(Data shown begins)
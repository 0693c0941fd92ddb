// SPDX-License-Identifier: BUSL-1.1
// Copyright (c) 2026 Alfred Jean LLC

//! Platform mutual exclusion and the running-job record.
//!
//! One job per platform at a time. Acquisition is set-if-absent with TTL,
//! so a crashed worker's lock expires on its own instead of deadlocking
//! the platform; no fencing tokens. Release is an unconditional delete;
//! the caller is trusted to release only its own lock.

use crate::error::StoreError;
use crate::keys;
use crate::store::StateStore;
use chrono::{DateTime, Utc};
use serde::{Deserialize, Serialize};
use std::sync::Arc;
use std::time::Duration;
use sweep_core::{Clock, JobId, Platform, WorkflowId};

/// What a platform's worker is executing right now.
#[derive(Debug, Clone, PartialEq, Serialize, Deserialize)]
pub struct RunningJob {
    pub job_id: JobId,
    pub workflow_id: WorkflowId,
    pub started_at: DateTime<Utc>,
}

pub struct PlatformLock<S, C> {
    store: Arc<S>,
    clock: C,
    ttl: Duration,
}

impl<S: StateStore, C: Clock> PlatformLock<S, C> {
    pub fn new(store: Arc<S>, clock: C, ttl: Duration) -> Self {
        Self { store, clock, ttl }
    }

    /// Try to take the platform lock. Returns whether this caller got it.
    pub async fn acquire(&self, platform: &Platform) -> Result<bool, StoreError> {
        let acquired = self
            .store
            .set_nx_ex(
                &keys::platform_lock(platform),
                &self.clock.epoch_ms().to_string(),
                self.ttl,
            )
            .await?;
        if acquired {
            tracing::debug!(platform = %platform, "lock acquired");
        }
        Ok(acquired)
    }

    /// Unconditional release.
    pub async fn release(&self, platform: &Platform) -> Result<(), StoreError> {
        self.store.del(&keys::platform_lock(platform)).await?;
        tracing::debug!(platform = %platform, "lock released");
        Ok(())
    }

    pub async fn is_locked(&self, platform: &Platform) -> Result<bool, StoreError> {
        self.store.exists(&keys::platform_lock(platform)).await
    }

    /// Remaining lock TTL, for status introspection.
    pub async fn ttl_remaining(
        &self,
        platform: &Platform,
    ) -> Result<Option<Duration>, StoreError> {
        self.store.ttl(&keys::platform_lock(platform)).await
    }

    /// Record what this platform's worker is executing. Carries the same
    /// TTL as the lock so both expire together after a crash.
    pub async fn set_running_job(
        &self,
        platform: &Platform,
        running: &RunningJob,
    ) -> Result<(), StoreError> {
        let value = serde_json::to_string(running)?;
        self.store.set_ex(&keys::running_job(platform), &value, self.ttl).await
    }

    pub async fn clear_running_job(&self, platform: &Platform) -> Result<(), StoreError> {
        self.store.del(&keys::running_job(platform)).await
    }

    pub async fn running_job(
        &self,
        platform: &Platform,
    ) -> Result<Option<RunningJob>, StoreError> {
        match self.store.get(&keys::running_job(platform)).await? {
            Some(value) => Ok(Some(serde_json::from_str(&value)?)),
            None => Ok(None),
        }
    }
}

#[cfg(test)]
#[path = "lock_tests.rs"]
mod tests;
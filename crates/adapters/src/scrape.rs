// SPDX-License-Identifier: BUSL-1.1
// Copyright (c) 2026 Alfred Jean LLC

//! Site scraper adapter: product page fetches and link liveness checks.

use async_trait::async_trait;
use serde::{Deserialize, Serialize};
use sweep_core::Platform;
use thiserror::Error;

/// A scraped product snapshot.
#[derive(Debug, Clone, PartialEq, Serialize, Deserialize)]
pub struct ProductRecord {
    /// Site-local product code.
    pub code: String,
    pub name: String,
    #[serde(default, skip_serializing_if = "Option::is_none")]
    pub price: Option<i64>,
    pub available: bool,
    #[serde(default, skip_serializing_if = "Option::is_none")]
    pub thumbnail_url: Option<String>,
}

/// Business outcome of a product fetch. A page that cleanly reports
/// "no such product" is data, not an error; the job continues.
#[derive(Debug, Clone, PartialEq, Serialize, Deserialize)]
#[serde(tag = "status", rename_all = "snake_case")]
pub enum ScrapeOutcome {
    Found { record: ProductRecord },
    NotFound,
}

/// Liveness of a curated-content link.
#[derive(Debug, Clone, PartialEq, Serialize, Deserialize)]
#[serde(tag = "status", rename_all = "snake_case")]
pub enum LinkStatus {
    Alive,
    Broken { reason: String },
}

/// Scraper failures. All variants are retried per the node's retry
/// policy; exhaustion fails the job.
#[derive(Debug, Error)]
pub enum ScrapeError {
    #[error("request timed out")]
    Timeout,

    #[error("upstream returned status {0}")]
    Status(u16),

    #[error("failed to parse product page: {0}")]
    Parse(String),

    #[error("transport error: {0}")]
    Transport(String),
}

/// Adapter over the site-specific scrapers.
#[async_trait]
pub trait ScrapeAdapter: Clone + Send + Sync + 'static {
    /// Fetch and parse the product page at `url`.
    async fn fetch_product(
        &self,
        platform: &Platform,
        url: &str,
    ) -> Result<ScrapeOutcome, ScrapeError>;

    /// Cheap liveness probe used by the content monitors.
    async fn check_link(&self, url: &str) -> Result<LinkStatus, ScrapeError>;
}

#[cfg(any(test, feature = "test-support"))]
mod fake {
    use super::{LinkStatus, ProductRecord, ScrapeAdapter, ScrapeError, ScrapeOutcome};
    use async_trait::async_trait;
    use parking_lot::Mutex;
    use std::collections::HashMap;
    use std::sync::Arc;
    use sweep_core::Platform;

    #[derive(Default)]
    struct FakeScrapeState {
        products: HashMap<String, ScrapeOutcome>,
        broken_links: HashMap<String, String>,
        /// URLs that error this many more times before succeeding.
        failures: HashMap<String, u32>,
        fetch_log: Vec<String>,
    }

    /// Programmable scraper for tests.
    #[derive(Clone, Default)]
    pub struct FakeScrapeAdapter {
        inner: Arc<Mutex<FakeScrapeState>>,
    }

    impl FakeScrapeAdapter {
        pub fn new() -> Self {
            Self::default()
        }

        pub fn put_product(&self, url: impl Into<String>, record: ProductRecord) {
            self.inner
                .lock()
                .products
                .insert(url.into(), ScrapeOutcome::Found { record });
        }

        pub fn put_not_found(&self, url: impl Into<String>) {
            self.inner.lock().products.insert(url.into(), ScrapeOutcome::NotFound);
        }

        pub fn put_broken_link(&self, url: impl Into<String>, reason: impl Into<String>) {
            self.inner.lock().broken_links.insert(url.into(), reason.into());
        }

        /// Make the next `times` fetches of `url` fail with a timeout.
        pub fn fail_times(&self, url: impl Into<String>, times: u32) {
            self.inner.lock().failures.insert(url.into(), times);
        }

        /// Every URL fetched, in call order.
        pub fn fetched(&self) -> Vec<String> {
            self.inner.lock().fetch_log.clone()
        }
    }

    #[async_trait]
    impl ScrapeAdapter for FakeScrapeAdapter {
        async fn fetch_product(
            &self,
            _platform: &Platform,
            url: &str,
        ) -> Result<ScrapeOutcome, ScrapeError> {
            let mut state = self.inner.lock();
            state.fetch_log.push(url.to_string());
            if let Some(remaining) = state.failures.get_mut(url) {
                if *remaining > 0 {
                    *remaining -= 1;
                    return Err(ScrapeError::Timeout);
                }
            }
            Ok(state.products.get(url).cloned().unwrap_or(ScrapeOutcome::NotFound))
        }

        async fn check_link(&self, url: &str) -> Result<LinkStatus, ScrapeError> {
            let state = self.inner.lock();
            match state.broken_links.get(url) {
                Some(reason) => Ok(LinkStatus::Broken { reason: reason.clone() }),
                None => Ok(LinkStatus::Alive),
            }
        }
    }
}

#[cfg(any(test, feature = "test-support"))]
pub use fake::FakeScrapeAdapter;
(Data shown ends)
The problem -
Among the entries above, which lines include "that"? List them all.

Answer for the task -
/// Business outcome of a product fetch. A page that cleanly reports
        /// URLs that error this many more times before succeeding.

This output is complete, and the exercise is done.